大阪万博の失敗を考える

なんのための万博なのか

 こんばんわ。村山恭平です。
 昨秋以降、関西・大阪万博は袋叩き状態です。工事の遅れ、予算の膨張、しょぼいコンテンツ、その結果としての前売券の販売不振。あらゆる方向からあらゆる論者がボロクソに批判しています。こんな空気の中で、さらに新たな問題を指摘するのは、なんだかイジメみたいで少々後ろめたいのですが、一人あたり2万7千円も出費させられている大阪市民としては、とても看過できません。少しでも機運を盛り下げて、中止は無理でも縮小してもらえればなあ、という気分です。

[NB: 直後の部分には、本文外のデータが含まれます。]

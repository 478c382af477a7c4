use axum::{routing::post, Router};

pub mod accounts;
pub mod cash_sessions;
pub mod events;
pub mod journal;
pub mod money_locations;
pub mod system;

/// Router for all ledger endpoints.
pub fn router() -> Router {
    Router::new()
        .nest("/accounts", accounts::router())
        .nest("/money-locations", money_locations::router())
        .nest("/journal", journal::router())
        .nest("/cash-sessions", cash_sessions::router())
        .route("/events", post(events::dispatch_event))
}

 それにしても、なんでこんなことになったのでしょうか。根本の原因は、だれも本気で、「博覧会をやりたい」とは思っていなかったことでしょう。よく指摘されることですが、ネットワークがここまで発達してくると、web上にないコンテンツが世界的に枯渇します。世界中が「ぜひ、これを見たい」という展示物は世界中にも皆無です。
 そのため、近年の万博のテーマは「食」やら「環境」やらに向かいます。視聴覚以外の刺激があるものや一定以上大きいものです。その中の一分野に「建築」があります。あまりに大きいため、液晶画面では見きれないからです。その点から考えれば、前回のドバイ博ではなかった通称「万博の花」と呼ばれるタイプAパビリオンを、各国が自ら設計・施工までやって、オリジナリティを競うと方針は理にかなっています。
 けれども、「建築を見せたい」という意思統一から博覧会を開くのではなく、はじめに「博覧会を開く」という前提で建築を集めるという構図ができあがったことは、今にして思うと躓きの第一歩であったようです。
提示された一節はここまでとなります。